The latest round of US inflation data showed that prices paid by producers rose in January after the release of the Consumer Price Index (CPI) a day ago. Meanwhile, expectations that the Federal Reserve would cut rates lie at 35 basis points (bps), with traders delaying the first cut to September from June.

In the meantime, the US Bureau of Labor Statistics (BLS) showed that the labor market remains strong—the number of Americans filing for unemployment benefits diminished during the week ending February 8.

Despite this, the USD/MXN pair extended its losses due to the relief that US President Trump could sign reciprocal tariffs near 18:00 GMT, though they’re not expected to become effective until April 1.

Another reason for the sudden USD/MXN downside is that the buck is tumbling over 0.55%, as depicted by the US Dollar Index (DXY), down from 107.91 to 107.37.

Nevertheless, traders should be aware of the monetary policy divergence between Banco de Mexico (Banxico) and the Fed, which suggests that the interest rate differential would reduce substantially, favoring the latter. Therefore, USD/MXN could resume its uptrend in the near term.

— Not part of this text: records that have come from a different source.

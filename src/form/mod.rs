//! Rendered form model and field value collection
//!
//! The theme renders a [`Schema`] into interactive controls. This module
//! models what validation needs from that rendering: the controls with
//! their names, kinds and current values, and the question anchors that
//! carry the invalid marker.

use std::collections::HashSet;

use indexmap::IndexMap;

use crate::schema::{FieldKind, Schema};
use crate::validation::{FieldValue, FieldValues};

/// Kinds of interactive controls
#[derive(Clone, Copy, Debug, PartialEq, Eq)]
pub enum ControlKind {
    Text,
    Number,
    Textarea,
    Radio,
    Checkbox,
    Select,
    Button,
    Hidden,
    /// A custom component; its field kind decides how it is read
    Other,
}

/// One interactive control of a rendered form
#[derive(Clone, Debug, PartialEq)]
pub struct Control {
    pub name: Option<String>,
    pub kind: ControlKind,
    pub value: String,
    pub checked: bool,

    /// Set when the control's question was skipped
    pub no_validation: bool,

    /// Id of the owning form
    pub form_id: Option<String>,

    /// Id of the question anchor this control belongs to
    pub question_id: Option<String>,
}

impl Control {
    pub fn new(kind: ControlKind, name: impl Into<String>, value: impl Into<String>) -> Self {
        Self {
            name: Some(name.into()),
            kind,
            value: value.into(),
            checked: false,
            no_validation: false,
            form_id: None,
            question_id: None,
        }
    }

    pub fn text(name: impl Into<String>, value: impl Into<String>) -> Self {
        Self::new(ControlKind::Text, name, value)
    }

    pub fn number(name: impl Into<String>, value: impl Into<String>) -> Self {
        Self::new(ControlKind::Number, name, value)
    }

    pub fn radio(name: impl Into<String>, value: impl Into<String>, checked: bool) -> Self {
        Self {
            checked,
            ..Self::new(ControlKind::Radio, name, value)
        }
    }

    pub fn checkbox(name: impl Into<String>, value: impl Into<String>, checked: bool) -> Self {
        Self {
            checked,
            ..Self::new(ControlKind::Checkbox, name, value)
        }
    }

    pub fn select(name: impl Into<String>, value: impl Into<String>) -> Self {
        Self::new(ControlKind::Select, name, value)
    }

    pub fn hidden(name: impl Into<String>, value: impl Into<String>) -> Self {
        Self::new(ControlKind::Hidden, name, value)
    }

    pub fn in_question(mut self, question_id: impl Into<String>) -> Self {
        self.question_id = Some(question_id.into());
        self
    }

    /// The question anchor this control marks; defaults to its name
    pub fn anchor(&self) -> Option<&str> {
        self.question_id.as_deref().or(self.name.as_deref())
    }

    /// The identity validation needs when this control loses focus
    pub fn identity(&self) -> Option<FieldIdentity> {
        Some(FieldIdentity {
            form_id: self.form_id.clone()?,
            name: self.name.clone()?,
            question_id: self.question_id.clone(),
            skip: self.no_validation,
        })
    }
}

/// Identifies the field a control event refers to
#[derive(Clone, Debug, PartialEq, Eq)]
pub struct FieldIdentity {
    pub form_id: String,
    pub name: String,
    pub question_id: Option<String>,

    /// The control is flagged do-not-validate
    pub skip: bool,
}

/// A form as rendered on the current page
#[derive(Clone, Debug, Default)]
pub struct RenderedForm {
    id: String,
    controls: Vec<Control>,
    questions: Vec<String>,
    invalid: HashSet<String>,
}

impl RenderedForm {
    pub fn new(id: impl Into<String>) -> Self {
        Self {
            id: id.into(),
            ..Self::default()
        }
    }

    pub fn id(&self) -> &str {
        &self.id
    }

    /// Append a control in document order, registering its question anchor
    pub fn push(&mut self, mut control: Control) {
        if control.form_id.is_none() {
            control.form_id = Some(self.id.clone());
        }

        if let Some(anchor) = control.anchor() {
            if !self.questions.iter().any(|q| q == anchor) {
                self.questions.push(anchor.to_string());
            }
        }

        self.controls.push(control);
    }

    pub fn with(mut self, control: Control) -> Self {
        self.push(control);
        self
    }

    pub fn controls(&self) -> &[Control] {
        &self.controls
    }

    /// Mutable access to every control with the given name
    pub fn controls_named_mut<'a>(&'a mut self, name: &'a str) -> impl Iterator<Item = &'a mut Control> {
        self.controls
            .iter_mut()
            .filter(move |c| c.name.as_deref() == Some(name))
    }

    /// Set the value of every text-like control with this name
    pub fn set_value(&mut self, name: &str, value: &str) {
        for control in self.controls_named_mut(name) {
            control.value = value.to_string();
        }
    }

    /// Check exactly the radio/checkbox controls with this name and value
    pub fn check(&mut self, name: &str, value: &str) {
        for control in self.controls_named_mut(name) {
            if control.value == value {
                control.checked = true;
            } else if control.kind == ControlKind::Radio {
                control.checked = false;
            }
        }
    }

    /// The question anchor of the first control with this name
    pub fn anchor_for(&self, name: &str) -> Option<&str> {
        self.controls
            .iter()
            .find(|c| c.name.as_deref() == Some(name))
            .and_then(Control::anchor)
    }

    pub fn has_question(&self, anchor: &str) -> bool {
        self.questions.iter().any(|q| q == anchor)
    }

    /// Attach the invalid marker; `false` if there is no such anchor
    pub fn mark_invalid(&mut self, anchor: &str) -> bool {
        if !self.has_question(anchor) {
            return false;
        }
        self.invalid.insert(anchor.to_string());
        true
    }

    /// Remove the invalid marker; `false` if there is no such anchor
    pub fn mark_valid(&mut self, anchor: &str) -> bool {
        if !self.has_question(anchor) {
            return false;
        }
        self.invalid.remove(anchor);
        true
    }

    pub fn is_invalid(&self, anchor: &str) -> bool {
        self.invalid.contains(anchor)
    }

    /// The first marked anchor in document order
    pub fn first_invalid(&self) -> Option<&str> {
        self.questions
            .iter()
            .find(|q| self.invalid.contains(q.as_str()))
            .map(String::as_str)
    }

    /// Exclude a question from validation: clear its marker and flag its controls
    pub fn skip(&mut self, question_id: &str) {
        if !self.has_question(question_id) {
            return;
        }

        self.invalid.remove(question_id);
        for control in &mut self.controls {
            if control.anchor() == Some(question_id) {
                control.no_validation = true;
            }
        }
    }
}

/// Group the form's controls by name, in document order.
///
/// Unnamed controls and hidden inputs are left out.
pub fn group_elements_by_name(form: &RenderedForm) -> IndexMap<&str, Vec<&Control>> {
    let mut groups: IndexMap<&str, Vec<&Control>> = IndexMap::new();

    for control in form.controls() {
        let Some(name) = control.name.as_deref() else {
            continue;
        };
        if name.is_empty() || control.kind == ControlKind::Hidden {
            continue;
        }

        groups.entry(name).or_default().push(control);
    }

    groups
}

/// The value a control contributes, if any
pub fn value_of(control: &Control, field_kind: FieldKind) -> Option<&str> {
    let checkable = match control.kind {
        ControlKind::Radio | ControlKind::Checkbox => true,
        ControlKind::Other => field_kind.is_checkable(),
        _ => false,
    };

    if checkable && !control.checked {
        return None;
    }

    Some(control.value.as_str())
}

/// Values of a control group, skipping unchecked and do-not-validate controls
pub fn values_from_group(group: &[&Control], field_kind: FieldKind) -> Vec<String> {
    group
        .iter()
        .filter(|control| !control.no_validation)
        .filter_map(|control| value_of(control, field_kind))
        .map(str::to_string)
        .collect()
}

/// Collect one field's state, or `None` if no control carries its name
pub fn collect_field(form: &RenderedForm, name: &str, field_kind: FieldKind) -> Option<FieldValue> {
    let groups = group_elements_by_name(form);
    let group = groups.get(name)?;
    Some(state_of(group, field_kind))
}

fn state_of(group: &[&Control], field_kind: FieldKind) -> FieldValue {
    if !group.is_empty() && group.iter().all(|control| control.no_validation) {
        return FieldValue::Skipped;
    }
    FieldValue::Values(values_from_group(group, field_kind))
}

/// Collect the state of every answerable field of a schema.
///
/// Fields whose controls are missing from the form are absent from the result.
pub fn collect(form: &RenderedForm, schema: &Schema) -> FieldValues {
    let groups = group_elements_by_name(form);
    let mut values = FieldValues::new();

    for field in schema.answerable() {
        let Some(id) = field.id.as_deref() else {
            continue;
        };
        if let Some(group) = groups.get(id) {
            values.insert(id.to_string(), state_of(group, field.kind()));
        }
    }

    values
}
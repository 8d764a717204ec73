//! Validation configuration extracted from a schema
//!
//! The configuration is the compact form validation actually runs on: one
//! entry per validated field, holding the field's kind and its parsed rule
//! set. It is derived once per form and may also be published ahead of time
//! and loaded back with [`ValidationConfig::from_json`].

use indexmap::IndexMap;
use serde_json::{Map, Value};

use super::constraints::RuleSet;
use super::ValidationError;
use crate::schema::{Field, FieldKind, Schema};

/// Key the field kind is stamped under in the published JSON shape
const TYPE_KEY: &str = "type";

/// Validation settings for a single field
#[derive(Clone, Debug, PartialEq)]
pub struct FieldConfig {
    pub kind: FieldKind,
    pub rules: RuleSet,
}

/// Field id -> settings, in schema order
#[derive(Clone, Debug, Default, PartialEq)]
pub struct ValidationConfig {
    fields: IndexMap<String, FieldConfig>,
}

impl ValidationConfig {
    pub fn new() -> Self {
        Self::default()
    }

    pub fn insert(&mut self, id: impl Into<String>, config: FieldConfig) {
        self.fields.insert(id.into(), config);
    }

    pub fn get(&self, id: &str) -> Option<&FieldConfig> {
        self.fields.get(id)
    }

    pub fn iter(&self) -> impl Iterator<Item = (&str, &FieldConfig)> {
        self.fields.iter().map(|(id, config)| (id.as_str(), config))
    }

    pub fn len(&self) -> usize {
        self.fields.len()
    }

    pub fn is_empty(&self) -> bool {
        self.fields.is_empty()
    }

    /// Load a published configuration: `{ id: { constraint: param, ..., "type": kind } }`
    pub fn from_json(value: &Value) -> Result<Self, ValidationError> {
        let object = value
            .as_object()
            .ok_or_else(|| ValidationError::Malformed("expected an object".into()))?;

        let mut config = Self::new();
        for (id, rules) in object {
            let rules = rules.as_object().ok_or_else(|| {
                ValidationError::Malformed(format!("rules for '{}' are not an object", id))
            })?;

            let kind = match rules.get(TYPE_KEY) {
                Some(kind) => serde_json::from_value(kind.clone())
                    .map_err(|e| ValidationError::Malformed(format!("{}: {}", id, e)))?,
                None => FieldKind::Custom,
            };

            config.insert(
                id.clone(),
                FieldConfig {
                    kind,
                    rules: RuleSet::from_map(rules, &[TYPE_KEY])?,
                },
            );
        }

        Ok(config)
    }

    /// The published JSON shape, with each field's kind stamped into its rules
    pub fn to_json(&self) -> Value {
        let fields: Map<String, Value> = self
            .fields
            .iter()
            .map(|(id, config)| {
                let mut rules = config.rules.to_map();
                rules.insert(TYPE_KEY.into(), Value::String(config.kind.as_str().into()));
                (id.clone(), Value::Object(rules))
            })
            .collect();

        Value::Object(fields)
    }
}

fn field_config(field: &Field) -> Result<Option<(String, FieldConfig)>, ValidationError> {
    let Some(validation) = &field.validation else {
        return Ok(None);
    };

    let id = field.id.clone().ok_or(ValidationError::MissingFieldId)?;
    let config = FieldConfig {
        kind: field.kind(),
        rules: RuleSet::from_map(validation, &[TYPE_KEY])?,
    };

    Ok(Some((id, config)))
}

/// Derive the validation configuration of a schema.
///
/// Returns `None` for a schema without fields. Every top-level field that
/// declares `validation` gets an entry; so does every row of a matrix, since
/// matrix rows are answered independently.
pub fn extract(schema: &Schema) -> Result<Option<ValidationConfig>, ValidationError> {
    if schema.is_empty() {
        return Ok(None);
    }

    let mut config = ValidationConfig::new();
    for field in schema.answerable() {
        if let Some((id, field_config)) = field_config(field)? {
            config.insert(id, field_config);
        }
    }

    Ok(Some(config))
}

#[cfg(test)]
mod tests {
    use super::*;
    use crate::validation::constraints::{Constraint, ConstraintKind};
    use serde_json::json;

    fn age_schema() -> Schema {
        Schema::new(vec![
            Field::new("name", FieldKind::Text),
            Field::new("age", FieldKind::Number)
                .with_validation(json!({"optional": false, "min": 18, "max": 65})),
        ])
        .unwrap()
    }

    #[test]
    fn test_extract_only_validated_fields() {
        let config = extract(&age_schema()).unwrap().unwrap();
        assert_eq!(config.len(), 1);

        let age = config.get("age").unwrap();
        assert_eq!(age.kind, FieldKind::Number);
        let kinds: Vec<_> = age.rules.iter().map(Constraint::kind).collect();
        assert_eq!(
            kinds,
            vec![ConstraintKind::Optional, ConstraintKind::Min, ConstraintKind::Max]
        );
    }

    #[test]
    fn test_extract_empty_schema() {
        assert_eq!(extract(&Schema::default()).unwrap(), None);
    }

    #[test]
    fn test_extract_matrix_rows() {
        let schema = Schema::new(vec![Field::new("m", FieldKind::Matrix)
            .with_validation(json!({"optional": false}))
            .with_row(Field::new("m-1", FieldKind::Radio))
            .with_row(Field::new("m-2", FieldKind::Radio))])
        .unwrap();

        let config = extract(&schema).unwrap().unwrap();
        let ids: Vec<_> = config.iter().map(|(id, _)| id).collect();
        assert_eq!(ids, vec!["m-1", "m-2"]);
    }

    #[test]
    fn test_extract_matrix_rows_without_ids() {
        let schema = Schema::from_value(json!({
            "fields": [{
                "id": "likert",
                "type": "matrix",
                "validation": {"optional": false},
                "rows": [{"html": "Row A"}, {"html": "Row B"}]
            }]
        }))
        .unwrap();

        let config = extract(&schema).unwrap().unwrap();
        let ids: Vec<_> = config.iter().map(|(id, _)| id).collect();
        assert_eq!(ids, vec!["likert:1", "likert:2"]);
    }

    #[test]
    fn test_extract_rejects_unknown_constraint() {
        let schema = Schema::new(vec![
            Field::new("q", FieldKind::Text).with_validation(json!({"pattern": "[a-z]+"}))
        ])
        .unwrap();
        assert_eq!(
            extract(&schema),
            Err(ValidationError::UnknownConstraint("pattern".into()))
        );
    }

    #[test]
    fn test_extract_requires_id() {
        let mut field = Field::default().with_validation(json!({"optional": false}));
        field.kind = Some(FieldKind::Text);
        let schema = Schema::new(vec![field]).unwrap();
        assert_eq!(extract(&schema), Err(ValidationError::MissingFieldId));
    }

    #[test]
    fn test_published_json_shape() {
        let config = extract(&age_schema()).unwrap().unwrap();
        let published = config.to_json();
        assert_eq!(
            published,
            json!({"age": {"optional": false, "min": 18.0, "max": 65.0, "type": "number"}})
        );
        assert_eq!(ValidationConfig::from_json(&published).unwrap(), config);
    }

    #[test]
    fn test_from_json_rejects_non_object_rules() {
        assert!(matches!(
            ValidationConfig::from_json(&json!({"age": 3})),
            Err(ValidationError::Malformed(_))
        ));
    }
}
//! Key-value persistence for Survana
//!
//! Workflow state and queued responses survive page loads by living in a
//! key-value store. Values are JSON; every operation is asynchronous and
//! reports failures to its caller without retrying.

pub mod local;
pub mod memory;

use async_trait::async_trait;
use serde_json::{Map, Value};
use thiserror::Error;

pub use local::LocalStorage;
pub use memory::MemoryStorage;

/// Error types for storage operations
#[derive(Error, Debug)]
pub enum StorageError {
    #[error("I/O error: {0}")]
    IoError(#[from] std::io::Error),

    #[error("Serialization error: {0}")]
    SerializationError(#[from] serde_json::Error),

    #[error("Invalid key: {0:?}")]
    InvalidKey(String),

    #[error("Storage unavailable: {0}")]
    Unavailable(String),
}

/// Trait for key-value storage backends
#[async_trait]
pub trait Storage: Send + Sync {
    /// Read a value; `None` if the key was never written or was removed
    async fn get(&self, key: &str) -> Result<Option<Value>, StorageError>;

    /// Write a value, replacing any previous one
    async fn set(&self, key: &str, value: Value) -> Result<(), StorageError>;

    /// Remove a key. Removing an absent key succeeds.
    async fn remove(&self, key: &str) -> Result<(), StorageError>;

    /// Every entry whose key starts with `prefix`, ordered by key
    async fn all_with_prefix(&self, prefix: &str) -> Result<Map<String, Value>, StorageError>;

    /// Remove several keys, stopping at the first failure
    async fn remove_all(&self, keys: &[&str]) -> Result<(), StorageError> {
        for key in keys {
            self.remove(key).await?;
        }
        Ok(())
    }
}

/// Reject keys that can't be stored safely by every backend
pub(crate) fn check_key(key: &str) -> Result<(), StorageError> {
    let valid = !key.is_empty()
        && key != "."
        && key != ".."
        && key
            .chars()
            .all(|c| c.is_ascii_alphanumeric() || matches!(c, '-' | '_' | '.'));

    if valid {
        Ok(())
    } else {
        Err(StorageError::InvalidKey(key.to_string()))
    }
}

#[cfg(test)]
mod tests {
    use super::*;

    #[test]
    fn test_check_key() {
        assert!(check_key("response-1700000000000-42").is_ok());
        assert!(check_key("store-url").is_ok());
        assert!(check_key("").is_err());
        assert!(check_key("../etc").is_err());
        assert!(check_key("a/b").is_err());
    }
}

Daily digest market movers: Mexican Peso advances as the Greenback gets battered

  • Mexico’s economic docket remains absent, yet deterioration in the automobile industry and worse-than-expected Industrial Production figures hint the economy is in worse shape than expected.
  • This and US President Donald Trump’s trade rhetoric on Mexico would be headwinds for the Mexican currency.
  • The US Producer Price Index (PPI) in January came at 0.4% MoM, exceeding forecasts of 0.3%, down from 0.5%. In the twelve months to the last month, PPI rose 3.5% above estimates and up from the 3.3 print in December.
  • The Core PPI increased 0.3% MoM as expected and was up by 3.6% YoY, above estimates of 3.3%.
  • Initial Jobless Claims for the week ending February 8 rose by 213K, below estimates of 215K, and the February 1 reading of 220K.
  • The Fed adopted a cautious stance following the red-hot CPI and PPI January readings. As the disinflation process deteriorated, officials turned slightly neutral led by Fed Chair Powell who said on Wednesday “We are close but not there on inflation,” adding, “We want to keep policy restrictive for now.”
  • Trade disputes between the US and Mexico remain in the boiler room. Although the countries found common ground previously, USD/MXN traders should know that there is a 30-day pause and that tensions could arise toward the end of February.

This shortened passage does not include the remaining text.